CHANGE-WECHSEL 21.03.2010
2. die Erkenntnis über das Leben
Zitat von sysop"Es war knapp": Der Herzinfarkt des Grünen-Fraktionsvorsitzenden Trittin war offenbar gefährlicher als bisher bekannt. Anfangs kam es sogar zu einer Fehldiagnose. Nun kehrt der 55-Jährige nach acht Wochen in den Bundestag zurück. http://www.spiegel.de/politik/deutschland/0,1518,684819,00.html
Ja, Herr Trittin. Die Erkenntnis, dass auch sie sterblich sind, muss mehr schmerzen wie der eigentliche Herzinfarkt. Ich hoffe für sie, dass sie dies auf den Boden der Realität zurück bringt. Sie werden sich in der Denkweise in Zukunft von den anderen politischen Kollegen unterscheiden.
zynik 21.03.2010
3. gute genesung
Zitat von KlapperschlangeHat ihn jemand vermißt?

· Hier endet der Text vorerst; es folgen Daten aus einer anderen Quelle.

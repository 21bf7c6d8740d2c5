//! Install and plugin-host error types

use crate::core::error_handling::ContextualError;
use std::path::PathBuf;

#[derive(Debug, thiserror::Error)]
pub enum InstallError {
    #[error("Could not connect to plugin storage at {paths:?}")]
    Connect { paths: Vec<PathBuf> },

    #[error("Single-file plugin '{basename}' cannot be replaced by a package install")]
    SingleFilePlugin { basename: String },

    #[error("Package '{url}' cannot be installed by this installer")]
    UnsupportedPackage { url: String },

    #[error("Package source {path:?} is not a directory")]
    MissingSource { path: PathBuf },

    #[error("Install phase '{phase}' failed: {message}")]
    Phase { phase: &'static str, message: String },

    #[error("Copying package into {destination:?} failed: {source}")]
    Copy {
        destination: PathBuf,
        #[source]
        source: std::io::Error,
    },
}

impl ContextualError for InstallError {
    fn is_user_actionable(&self) -> bool {
        matches!(
            self,
            InstallError::SingleFilePlugin { .. }
                | InstallError::UnsupportedPackage { .. }
                | InstallError::MissingSource { .. }
        )
    }

    fn user_message(&self) -> Option<&str> {
        match self {
            InstallError::SingleFilePlugin { .. } => {
                Some("Only plugins installed in their own directory can be rolled back")
            }
            InstallError::UnsupportedPackage { .. } => {
                Some("The package URL is not supported by the local installer")
            }
            InstallError::MissingSource { .. } => Some("The package directory does not exist"),
            _ => None,
        }
    }
}

pub type InstallResult<T> = Result<T, InstallError>;

/// Failure reading or changing plugin activation state
#[derive(Debug, thiserror::Error)]
pub enum HostError {
    #[error("Plugin file for '{basename}' not found at {path:?}")]
    MissingPluginFile { basename: String, path: PathBuf },

    #[error("Activation state I/O failed for {path:?}: {source}")]
    Io {
        path: PathBuf,
        #[source]
        source: std::io::Error,
    },

    #[error("Activation state {path:?} is not valid JSON: {cause}")]
    Corrupt { path: PathBuf, cause: String },

    #[error("Plugin host rejected the request: {message}")]
    Rejected { message: String },
}

pub type HostResult<T> = Result<T, HostError>;
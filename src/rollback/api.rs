//! Public API for plugin rollbacks

pub use crate::rollback::nonce::{
    rollback_nonce_action, NonceVerifier, TickNonce, DEFAULT_NONCE_LIFETIME_SECS,
};
pub use crate::rollback::orchestrator::{RollbackOptions, RollbackOrchestrator, RollbackState};
pub use crate::rollback::request::{RollbackErrorCode, RollbackRequest, RollbackResult};
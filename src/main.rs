use plugin_updater::app::startup::startup;

#[tokio::main]
async fn main() {
    std::process::exit(startup().await);
}
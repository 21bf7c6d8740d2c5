//! Build metadata accessors shared across the CLI and the update client.
//! This includes the generated version.rs from the build script into a core module,
//! providing a single source of truth.

include!(concat!(env!("OUT_DIR"), "/version.rs"));

/// Crate version as declared in Cargo.toml
pub fn crate_version() -> &'static str {
    env!("CARGO_PKG_VERSION")
}

/// Build time string from the build script (UTC)
pub fn build_time() -> &'static str {
    BUILD_TIME
}

/// Short git hash captured by the build script
pub fn git_hash() -> &'static str {
    GIT_HASH
}

/// User agent sent with every update-server request
pub fn user_agent() -> String {
    format!("{}/{} ({})", env!("CARGO_PKG_NAME"), crate_version(), git_hash())
}

/// Long version string for `--version` output
pub fn long_version() -> String {
    format!("{} (built {}, {})", crate_version(), build_time(), git_hash())
}
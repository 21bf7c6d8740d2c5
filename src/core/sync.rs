//! Mutex poisoning helpers

use std::sync::LockResult;

/// Convert a poisoned lock into an application error.
///
/// ```
/// use std::sync::Mutex;
/// use plugin_updater::core::sync::handle_mutex_poison;
///
/// let mutex = Mutex::new(42);
/// let guard = handle_mutex_poison(mutex.lock(), |msg| msg).unwrap();
/// assert_eq!(*guard, 42);
/// ```
pub fn handle_mutex_poison<T, E>(
    result: LockResult<T>,
    error_constructor: impl FnOnce(String) -> E,
) -> Result<T, E> {
    result.map_err(|poison_err| {
        error_constructor(format!(
            "Internal synchronisation error (mutex poisoned). This indicates a panic occurred while holding a lock. PoisonError: {:?}",
            poison_err
        ))
    })
}
//! Local plugin header reader
//!
//! Plugins declare their identity in a comment block at the top of the main
//! plugin file (`Plugin Name: ...`, `Version: ...`, `Update URI: ...`). Only
//! the first 8 KiB of the file are inspected.

use crate::updater::error::DescriptorError;
use once_cell::sync::Lazy;
use regex::Regex;
use serde::{Deserialize, Serialize};
use std::collections::HashMap;
use std::io::Read;
use std::path::{Component, Path, PathBuf};

const HEADER_READ_LIMIT: u64 = 8 * 1024;

/// Header names and the descriptor field each one feeds
const HEADERS: &[(&str, &str)] = &[
    ("name", "Plugin Name"),
    ("plugin_uri", "Plugin URI"),
    ("version", "Version"),
    ("description", "Description"),
    ("author", "Author"),
    ("author_uri", "Author URI"),
    ("update_uri", "Update URI"),
    ("requires_wp", "Requires at least"),
    ("tested_up_to", "Tested up to"),
    ("requires_php", "Requires PHP"),
];

static HEADER_PATTERNS: Lazy<Vec<(&'static str, Regex)>> = Lazy::new(|| {
    HEADERS
        .iter()
        .map(|(field, header)| {
            let pattern = format!(r"(?mi)^[ \t/*#@]*{}:(.*)$", regex::escape(header));
            (*field, Regex::new(&pattern).unwrap())
        })
        .collect()
});

static COMMENT_CLOSE_RE: Lazy<Regex> = Lazy::new(|| Regex::new(r"\s*(?:\*/|\?>).*").unwrap());

/// Read-only snapshot of the installed plugin's declared metadata
#[derive(Debug, Clone, PartialEq, Eq, Serialize, Deserialize)]
pub struct PluginDescriptor {
    pub name: String,
    pub version: String,
    pub update_uri: Option<String>,
    pub tested_up_to: Option<String>,
    pub requires_php: Option<String>,
    pub requires_wp: Option<String>,
    pub description: Option<String>,
    pub author: Option<String>,
    pub author_uri: Option<String>,
    pub plugin_uri: Option<String>,
    /// Path of the main file relative to the plugins directory, `/`-separated
    pub basename: String,
    /// Directory name, or file stem for single-file plugins
    pub slug: String,
    /// Absolute path of the main plugin file
    pub file: PathBuf,
}

impl PluginDescriptor {
    /// True when the plugin lives in its own directory under the plugins root
    pub fn is_directory_plugin(&self) -> bool {
        self.basename.contains('/')
    }
}

/// Read the header block of `plugin_file`, which must live under `plugins_dir`
pub fn read_descriptor(
    plugin_file: &Path,
    plugins_dir: &Path,
) -> Result<PluginDescriptor, DescriptorError> {
    let header_text = read_header_block(plugin_file)?;
    let fields = parse_header_fields(&header_text);

    let name = fields
        .get("name")
        .cloned()
        .ok_or_else(|| DescriptorError::MissingHeader {
            path: plugin_file.to_path_buf(),
        })?;

    let basename = plugin_basename(plugin_file, plugins_dir)?;
    let slug = slug_from_basename(&basename);

    log::debug!("Read plugin header for '{}' ({})", name, basename);

    Ok(PluginDescriptor {
        name,
        version: fields.get("version").cloned().unwrap_or_default(),
        update_uri: fields.get("update_uri").cloned(),
        tested_up_to: fields.get("tested_up_to").cloned(),
        requires_php: fields.get("requires_php").cloned(),
        requires_wp: fields.get("requires_wp").cloned(),
        description: fields.get("description").cloned(),
        author: fields.get("author").cloned(),
        author_uri: fields.get("author_uri").cloned(),
        plugin_uri: fields.get("plugin_uri").cloned(),
        basename,
        slug,
        file: plugin_file.to_path_buf(),
    })
}

fn read_header_block(plugin_file: &Path) -> Result<String, DescriptorError> {
    let io_err = |source| DescriptorError::Io {
        path: plugin_file.to_path_buf(),
        source,
    };

    let file = std::fs::File::open(plugin_file).map_err(io_err)?;
    let mut buffer = Vec::new();
    file.take(HEADER_READ_LIMIT)
        .read_to_end(&mut buffer)
        .map_err(io_err)?;

    Ok(String::from_utf8_lossy(&buffer).replace('\r', "\n"))
}

/// Extract known header values; empty values are treated as absent
pub fn parse_header_fields(text: &str) -> HashMap<&'static str, String> {
    let mut fields = HashMap::new();
    for (field, pattern) in HEADER_PATTERNS.iter() {
        if let Some(captures) = pattern.captures(text) {
            let cleaned = COMMENT_CLOSE_RE.replace(&captures[1], "");
            let value = cleaned.trim();
            if !value.is_empty() {
                fields.insert(*field, value.to_string());
            }
        }
    }
    fields
}

fn plugin_basename(plugin_file: &Path, plugins_dir: &Path) -> Result<String, DescriptorError> {
    let relative =
        plugin_file
            .strip_prefix(plugins_dir)
            .map_err(|_| DescriptorError::OutsidePluginsDir {
                path: plugin_file.to_path_buf(),
                plugins_dir: plugins_dir.to_path_buf(),
            })?;

    let parts: Vec<String> = relative
        .components()
        .filter_map(|component| match component {
            Component::Normal(part) => Some(part.to_string_lossy().into_owned()),
            _ => None,
        })
        .collect();

    if parts.is_empty() {
        return Err(DescriptorError::OutsidePluginsDir {
            path: plugin_file.to_path_buf(),
            plugins_dir: plugins_dir.to_path_buf(),
        });
    }

    Ok(parts.join("/"))
}

fn slug_from_basename(basename: &str) -> String {
    match basename.split_once('/') {
        Some((directory, _)) => directory.to_string(),
        None => basename
            .rsplit_once('.')
            .map(|(stem, _)| stem.to_string())
            .unwrap_or_else(|| basename.to_string()),
    }
}
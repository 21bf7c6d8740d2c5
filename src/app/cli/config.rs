//! TOML configuration file parsing and loading
//!
//! This module handles loading and parsing of TOML configuration files,
//! including default config file discovery and validation of config values.
//! Values from the file only fill in what the command line left unset.

use crate::core::error_handling::ContextualError;
use crate::core::validation::{validate_positive_int, validate_update_uri, ValidationError};
use std::path::{Path, PathBuf};

use super::args::{parse_key_value, Args};

pub const CONFIG_DIR_NAME: &str = "PluginUpdater";
pub const CONFIG_FILE_NAME: &str = "plugin-updater.toml";

#[derive(Debug, thiserror::Error)]
pub enum ConfigError {
    #[error("The specified configuration file does not exist: {path:?}")]
    NotFound { path: PathBuf },

    #[error("Error reading configuration file {path:?}: {source}")]
    Read {
        path: PathBuf,
        #[source]
        source: std::io::Error,
    },

    #[error("Error parsing configuration file {path:?}: {cause}")]
    Parse { path: PathBuf, cause: String },

    #[error("Error in configuration file {path:?}: {source}")]
    Invalid {
        path: PathBuf,
        #[source]
        source: ValidationError,
    },
}

impl ContextualError for ConfigError {
    fn is_user_actionable(&self) -> bool {
        !matches!(self, ConfigError::Read { .. })
    }

    fn user_message(&self) -> Option<&str> {
        match self {
            ConfigError::NotFound { .. } => Some("The specified configuration file does not exist"),
            ConfigError::Read { .. } => None,
            ConfigError::Parse { .. } => Some("The configuration file is not valid TOML"),
            ConfigError::Invalid { source, .. } => Some(source.message()),
        }
    }
}

pub type ConfigResult<T> = Result<T, ConfigError>;

/// `<config_dir>/PluginUpdater/plugin-updater.toml`
pub fn default_config_path() -> Option<PathBuf> {
    dirs::config_dir().map(|d| d.join(CONFIG_DIR_NAME).join(CONFIG_FILE_NAME))
}

fn get_str<'a>(config: &'a toml::Table, key: &str) -> Result<Option<&'a str>, ValidationError> {
    match config.get(key) {
        None => Ok(None),
        Some(toml::Value::String(s)) => Ok(Some(s.as_str())),
        Some(other) => Err(ValidationError::new(&format!(
            "'{}' must be a string, found {}",
            key,
            other.type_str()
        ))),
    }
}

fn get_bool(config: &toml::Table, key: &str) -> Result<Option<bool>, ValidationError> {
    match config.get(key) {
        None => Ok(None),
        Some(toml::Value::Boolean(b)) => Ok(Some(*b)),
        Some(other) => Err(ValidationError::new(&format!(
            "'{}' must be true or false, found {}",
            key,
            other.type_str()
        ))),
    }
}

/// Accepts an integer or a numeric string
fn get_seconds(config: &toml::Table, key: &str) -> Result<Option<u64>, ValidationError> {
    match config.get(key) {
        None => Ok(None),
        Some(toml::Value::Integer(i)) if *i > 0 => Ok(Some(*i as u64)),
        Some(toml::Value::Integer(_)) => Err(ValidationError::new(&format!(
            "'{}' must be a positive number of seconds",
            key
        ))),
        Some(toml::Value::String(s)) => validate_positive_int(s)
            .map(Some)
            .map_err(|e| ValidationError::new(&format!("'{}': {}", key, e.message()))),
        Some(other) => Err(ValidationError::new(&format!(
            "'{}' must be a number, found {}",
            key,
            other.type_str()
        ))),
    }
}

fn fill_string(target: &mut Option<String>, value: Option<&str>) {
    if target.is_none() {
        if let Some(value) = value {
            *target = Some(value.to_string());
        }
    }
}

fn fill_path(target: &mut Option<PathBuf>, value: Option<&str>) {
    if target.is_none() {
        if let Some(value) = value {
            *target = Some(PathBuf::from(value));
        }
    }
}

impl Args {
    /// Load the configuration file and apply it; returns the raw table if one was read
    ///
    /// An explicitly named file must exist; the default location is optional.
    pub async fn load_config_file(&mut self) -> ConfigResult<Option<toml::Table>> {
        let path = match self.config_file.clone() {
            Some(path) if !path.exists() => return Err(ConfigError::NotFound { path }),
            Some(path) => path,
            None => match default_config_path() {
                Some(path) if path.exists() => path,
                _ => return Ok(None),
            },
        };
        log::debug!("Loading configuration from {:?}", path);
        self.load_config_from(&path).await.map(Some)
    }

    async fn load_config_from(&mut self, path: &Path) -> ConfigResult<toml::Table> {
        let contents = tokio::fs::read_to_string(path)
            .await
            .map_err(|source| ConfigError::Read {
                path: path.to_path_buf(),
                source,
            })?;
        let config = toml::from_str::<toml::Table>(&contents).map_err(|e| ConfigError::Parse {
            path: path.to_path_buf(),
            cause: e.to_string(),
        })?;
        Self::apply_toml_values(self, &config).map_err(|source| ConfigError::Invalid {
            path: path.to_path_buf(),
            source,
        })?;
        Ok(config)
    }

    /// Apply TOML configuration values to Args
    pub fn apply_toml_values(args: &mut Self, config: &toml::Table) -> Result<(), ValidationError> {
        fill_path(&mut args.plugin_file, get_str(config, "plugin-file")?);
        fill_path(&mut args.plugins_dir, get_str(config, "plugins-dir")?);
        fill_path(&mut args.site_dir, get_str(config, "site-dir")?);
        fill_path(&mut args.cache_dir, get_str(config, "cache-dir")?);
        fill_path(&mut args.package_mirror, get_str(config, "package-mirror")?);
        fill_string(&mut args.license_key, get_str(config, "license-key")?);
        fill_string(&mut args.product_id, get_str(config, "product-id")?);
        fill_string(&mut args.nonce_secret, get_str(config, "nonce-secret")?);
        fill_string(&mut args.redirect_to, get_str(config, "redirect-to")?);

        if args.site_url.is_none() {
            if let Some(site_url) = get_str(config, "site-url")? {
                validate_update_uri(site_url)
                    .map_err(|e| ValidationError::new(&format!("'site-url': {}", e.message())))?;
                args.site_url = Some(site_url.to_string());
            }
        }

        if args.cache_ttl.is_none() {
            args.cache_ttl = get_seconds(config, "cache-ttl")?;
        }
        if args.timeout.is_none() {
            args.timeout = get_seconds(config, "timeout")?;
        }
        if args.nonce_lifetime.is_none() {
            args.nonce_lifetime = get_seconds(config, "nonce-lifetime")?;
        }

        if get_bool(config, "verbose")? == Some(true) {
            args.debug_trace = true;
        }
        if get_bool(config, "same-origin-packages")? == Some(true) {
            args.same_origin_packages = true;
        }
        if get_bool(config, "no-cache")? == Some(true) {
            args.no_cache = true;
        }
        if args.manage_updates.is_none() {
            args.manage_updates = get_bool(config, "manage-updates")?;
        }
        args.config_color = get_bool(config, "color")?;

        if args.log_level.is_none() {
            if let Some(level) = get_str(config, "log-level")? {
                let level = level.to_ascii_lowercase();
                if !["trace", "debug", "info", "warn", "error", "off"].contains(&level.as_str()) {
                    return Err(ValidationError::new(&format!(
                        "'log-level' must be one of trace, debug, info, warn, error, off (got '{}')",
                        level
                    )));
                }
                args.log_level = Some(level);
            }
        }
        if args.log_format.is_none() {
            if let Some(format) = get_str(config, "log-format")? {
                let format = format.to_ascii_lowercase();
                if !["text", "ext", "json"].contains(&format.as_str()) {
                    return Err(ValidationError::new(&format!(
                        "'log-format' must be one of text, ext, json (got '{}')",
                        format
                    )));
                }
                args.log_format = Some(format);
            }
        }
        fill_path(&mut args.log_file, get_str(config, "log-file")?);

        Self::apply_extra_args(args, config)
    }

    /// `[args]` table; command-line `--arg` entries win on key clashes
    fn apply_extra_args(args: &mut Self, config: &toml::Table) -> Result<(), ValidationError> {
        let Some(value) = config.get("args") else {
            return Ok(());
        };
        let table = value
            .as_table()
            .ok_or_else(|| ValidationError::new("'args' must be a table of KEY = VALUE pairs"))?;

        let mut from_file = Vec::new();
        for (key, value) in table {
            if args.extra_args.iter().any(|(k, _)| k == key) {
                continue;
            }
            let text = match value {
                toml::Value::String(s) => s.clone(),
                toml::Value::Integer(i) => i.to_string(),
                toml::Value::Float(f) => f.to_string(),
                toml::Value::Boolean(b) => b.to_string(),
                other => {
                    return Err(ValidationError::new(&format!(
                        "'args.{}' must be a plain value, found {}",
                        key,
                        other.type_str()
                    )))
                }
            };
            from_file.push(parse_key_value(&format!("{}={}", key, text)).map_err(|e| ValidationError::new(&e))?);
        }
        from_file.append(&mut args.extra_args);
        args.extra_args = from_file;
        Ok(())
    }
}
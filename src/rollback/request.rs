//! Rollback request and its JSON outcome

use serde::{Deserialize, Serialize};
use serde_json::{json, Map, Value};

/// Why a rollback did not (fully) succeed
#[derive(
    Debug,
    Clone,
    Copy,
    PartialEq,
    Eq,
    Serialize,
    Deserialize,
    strum_macros::Display,
    strum_macros::EnumString,
    strum_macros::AsRefStr,
)]
#[serde(rename_all = "snake_case")]
#[strum(serialize_all = "snake_case")]
pub enum RollbackErrorCode {
    /// Missing capability, bad nonce, unknown plugin or empty target
    ValidationFailure,
    /// Target version absent from the catalog, or the catalog was unavailable
    NoTargetVersion,
    InstallFailure,
    /// Files were replaced but the plugin did not come back up; not fatal
    ReactivationFailure,
}

#[derive(Debug, Clone, PartialEq, Eq)]
pub struct RollbackRequest {
    /// Plugin basename (`dir/main.php`) or slug
    pub plugin_id: String,
    pub target_version: String,
    pub nonce: String,
    pub actor_capability_ok: bool,
    /// Actor session the nonce was issued for
    pub session_token: String,
}

#[derive(Debug, Clone, PartialEq, Eq)]
pub struct RollbackResult {
    pub success: bool,
    pub current_version: String,
    pub target_version: String,
    pub error_code: Option<RollbackErrorCode>,
    pub message: String,
    pub debug_trace: Option<Vec<String>>,
}

impl RollbackResult {
    pub fn failed(
        code: RollbackErrorCode,
        message: impl Into<String>,
        current_version: &str,
        target_version: &str,
    ) -> Self {
        Self {
            success: false,
            current_version: current_version.to_string(),
            target_version: target_version.to_string(),
            error_code: Some(code),
            message: message.into(),
            debug_trace: None,
        }
    }

    /// Interactive response payload
    pub fn to_json(&self) -> Value {
        let mut payload = Map::new();
        payload.insert("error".into(), json!(!self.success));
        if let Some(code) = self.error_code {
            payload.insert("errorCode".into(), json!(code.as_ref()));
        }
        payload.insert("message".into(), json!(self.message));
        payload.insert("currentVersion".into(), json!(self.current_version));
        payload.insert("targetVersion".into(), json!(self.target_version));
        if let Some(trace) = &self.debug_trace {
            payload.insert("debug".into(), json!(trace));
        }
        Value::Object(payload)
    }
}
//! Application module

pub mod cli;
pub mod commands;
pub mod startup;
//! Test modules for update checking
//!
//! `helpers` is shared with the rollback tests.

pub(crate) mod helpers;
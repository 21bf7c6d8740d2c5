//! CLI argument parsing tests
//!
//! Parsing through the public startup entry point, the way the binary does it.

use plugin_updater::app::cli::args::*;
use plugin_updater::app::startup::{initial_color, parse_args};
use std::ffi::OsString;
use std::path::PathBuf;

static COMMAND_NAME: &str = "plugin-updater";

#[test]
fn test_parse_rollback_with_globals() {
    let args = parse_args([
        COMMAND_NAME,
        "--plugin-file",
        "/srv/site/plugins/acme-forms/acme-forms.php",
        "rollback",
        "--to",
        "1.8.0",
        "--session",
        "alice",
        "-v",
        "--debug-trace",
        "--package-mirror",
        "/srv/mirror",
    ])
    .unwrap();

    assert_eq!(
        args.plugin_file,
        Some(PathBuf::from("/srv/site/plugins/acme-forms/acme-forms.php"))
    );
    assert_eq!(args.verbosity(), 1);
    assert!(args.debug_trace);
    assert_eq!(args.package_mirror, Some(PathBuf::from("/srv/mirror")));
    assert_eq!(
        args.selected_command(),
        Command::Rollback {
            target_version: "1.8.0".to_string(),
            nonce: None,
            session: Some("alice".to_string()),
            json: false,
        }
    );
}

#[test]
fn test_parse_rejects_unknown_log_level() {
    assert!(parse_args([COMMAND_NAME, "--log-level", "chatty"]).is_err());
    assert!(parse_args([COMMAND_NAME, "--log-level", "warn"]).is_ok());
}

#[test]
fn test_help_and_version_are_reported_as_errors_with_zero_exit() {
    let help = parse_args([COMMAND_NAME, "--help"]).unwrap_err();
    assert_eq!(help.exit_code(), 0);
    let version = parse_args([COMMAND_NAME, "--version"]).unwrap_err();
    assert_eq!(version.exit_code(), 0);
}

#[test]
fn test_initial_color_scan() {
    let argv: Vec<OsString> = [COMMAND_NAME, "check", "--no-color"]
        .iter()
        .map(OsString::from)
        .collect();
    assert_eq!(initial_color(&argv), Some(false));
}

#[test]
fn test_nonce_and_recheck_subcommands() {
    let args = parse_args([COMMAND_NAME, "nonce", "--session", "bob"]).unwrap();
    assert_eq!(
        args.selected_command(),
        Command::Nonce {
            session: Some("bob".to_string())
        }
    );
    let args = parse_args([COMMAND_NAME, "recheck"]).unwrap();
    assert_eq!(args.selected_command(), Command::Recheck);
}
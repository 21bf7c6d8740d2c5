//! Untyped update-server payload and the lenient coercions applied to it

use serde_json::{Map, Value};

/// Key/value map exactly as the update server returned it.
///
/// No field is guaranteed to exist or to have any particular type.
#[derive(Debug, Clone, Default, PartialEq)]
pub struct RawRemotePayload(Map<String, Value>);

impl RawRemotePayload {
    pub fn new(fields: Map<String, Value>) -> Self {
        Self(fields)
    }

    /// Accept only JSON objects; anything else is not a payload
    pub fn from_value(value: Value) -> Option<Self> {
        match value {
            Value::Object(fields) => Some(Self(fields)),
            _ => None,
        }
    }

    pub fn get(&self, key: &str) -> Option<&Value> {
        self.0.get(key).filter(|value| !value.is_null())
    }

    /// Scalar value rendered as a trimmed string; empty strings count as absent
    pub fn text(&self, key: &str) -> Option<String> {
        self.get(key).and_then(scalar_text)
    }

    /// Permissive boolean: `yes`/`1`/`true`/`on` (any case), JSON `true`,
    /// or a non-zero number. `None` when the key is absent.
    pub fn flag(&self, key: &str) -> Option<bool> {
        self.get(key).map(truthy)
    }

    /// Non-negative integer, clamping negatives and garbage to zero
    pub fn count(&self, key: &str) -> Option<u64> {
        self.get(key).map(non_negative_int)
    }
}

pub fn scalar_text(value: &Value) -> Option<String> {
    let text = match value {
        Value::String(s) => s.trim().to_string(),
        Value::Number(n) => n.to_string(),
        Value::Bool(b) => b.to_string(),
        _ => return None,
    };
    if text.is_empty() {
        None
    } else {
        Some(text)
    }
}

pub fn truthy(value: &Value) -> bool {
    match value {
        Value::Bool(b) => *b,
        Value::Number(n) => n.as_f64().is_some_and(|f| f != 0.0),
        Value::String(s) => matches!(
            s.trim().to_ascii_lowercase().as_str(),
            "yes" | "1" | "true" | "on"
        ),
        _ => false,
    }
}

pub fn non_negative_int(value: &Value) -> u64 {
    let number = match value {
        Value::Number(n) => n.as_f64(),
        Value::String(s) => s.trim().replace(',', "").parse::<f64>().ok(),
        _ => None,
    };
    match number {
        Some(f) if f.is_finite() && f > 0.0 => f.trunc() as u64,
        _ => 0,
    }
}

#[cfg(test)]
mod tests {
    use super::*;
    use serde_json::json;

    fn payload(value: Value) -> RawRemotePayload {
        RawRemotePayload::from_value(value).unwrap()
    }

    #[test]
    fn test_only_objects_are_payloads() {
        assert!(RawRemotePayload::from_value(json!([1, 2])).is_none());
        assert!(RawRemotePayload::from_value(json!("ok")).is_none());
        assert!(RawRemotePayload::from_value(json!({})).is_some());
    }

    #[test]
    fn test_flag_coercion() {
        let raw = payload(json!({
            "a": "YES", "b": "1", "c": "True", "d": "no", "e": true, "f": 0, "g": 2, "h": "on", "i": []
        }));
        assert_eq!(raw.flag("a"), Some(true));
        assert_eq!(raw.flag("b"), Some(true));
        assert_eq!(raw.flag("c"), Some(true));
        assert_eq!(raw.flag("d"), Some(false));
        assert_eq!(raw.flag("e"), Some(true));
        assert_eq!(raw.flag("f"), Some(false));
        assert_eq!(raw.flag("g"), Some(true));
        assert_eq!(raw.flag("h"), Some(true));
        assert_eq!(raw.flag("i"), Some(false));
        assert_eq!(raw.flag("missing"), None);
    }

    #[test]
    fn test_count_clamps_to_non_negative_integers() {
        let raw = payload(json!({
            "neg": -10, "float": 87.9, "text": "1,200", "junk": "lots", "null": null
        }));
        assert_eq!(raw.count("neg"), Some(0));
        assert_eq!(raw.count("float"), Some(87));
        assert_eq!(raw.count("text"), Some(1200));
        assert_eq!(raw.count("junk"), Some(0));
        assert_eq!(raw.count("null"), None);
    }

    #[test]
    fn test_text_treats_blank_as_absent() {
        let raw = payload(json!({"blank": "   ", "num": 2.5, "version": " 1.0 "}));
        assert_eq!(raw.text("blank"), None);
        assert_eq!(raw.text("num").as_deref(), Some("2.5"));
        assert_eq!(raw.text("version").as_deref(), Some("1.0"));
    }
}
use chrono::Utc;
use std::env;
use std::path::PathBuf;
use std::process::Command;

/// Short hash of HEAD, or "unknown" outside a git checkout
fn git_hash() -> String {
    Command::new("git")
        .args(["rev-parse", "--short", "HEAD"])
        .output()
        .ok()
        .filter(|output| output.status.success())
        .and_then(|output| String::from_utf8(output.stdout).ok())
        .map(|hash| hash.trim().to_string())
        .filter(|hash| !hash.is_empty())
        .unwrap_or_else(|| "unknown".to_string())
}

fn main() {
    let out_dir = PathBuf::from(env::var_os("OUT_DIR").expect("OUT_DIR is set by cargo"));
    let generated = format!(
        "pub const BUILD_TIME: &str = {:?};\npub const GIT_HASH: &str = {:?};\n",
        Utc::now().format("%Y-%m-%d %H:%M:%S UTC").to_string(),
        git_hash()
    );
    std::fs::write(out_dir.join("version.rs"), generated).expect("writing version.rs");

    println!("cargo:rerun-if-changed=build.rs");
    println!("cargo:rerun-if-changed=Cargo.toml");
    println!("cargo:rerun-if-changed=.git/HEAD");
}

Keine Ahnung wie degeneriert man sein muss, um in dem Zusammenhang zu solchen Statements zu kommen. Gute Besserung, Jürgen. Und nach diesem Warnschuß im Zweifel auch mal kürzer treten. Im politischen Betrieb haben schon ganz andere ihre Gesundheit verheizt.
GerwinZwo 21.03.2010
4. Tja
tja, irgendwo sind sie dann letztlich doch alle gleich gestrickt, unsere Damen und Herren Spitzenpolitiker. Komme was wolle, man bleibt im Amt. Struck damals, Heide Simonis, stolz verkündend, sie habe morgens Chemo gemacht, den Tropf unter ner Stola verborgen und damit nachmittgas dann im Landtag gesessen usw. Süchtig nach Macht und denkend, sie seien unersetzlich. Werde ich wohl nicht mehr erleben, daß einer von denen sagt: "War mir ne Warnung, es gibt Wichtigeres, möchte noch nen bißchen das Leben genießen und ziehe mich zurück."
saul7 21.03.2010
5.
Zitat von sysop"Es war knapp": Der Herzinfarkt des Grünen-Fraktionsvorsitzenden Trittin war offenbar gefährlicher als bisher bekannt. Anfangs kam es sogar zu einer Fehldiagnose. Nun kehrt der 55-Jährige nach acht Wochen in den Bundestag zurück. http://www.spiegel.de/politik/deutschland/0,1518,684819,00.html
Das ist noch einmal gut gegangen für Trittin. Wer ihn allerdings in politischen Diskussionen erlebt und bei Auftritten als Redner im Bundestag, wird schwer glauben können, dass er nicht auch in Zukunft gefährdet sein dürfte. Er ist ein Eiferer und gibt sich leider sehr häufig zu fanatisch. Der Fraktionsvorsitz ist nicht die geeignete Aufgabe für ihn. Er sollte die Partei mitführen und Dirndlclaudia sollte sich endlich auf's Altenteil zurückziehen.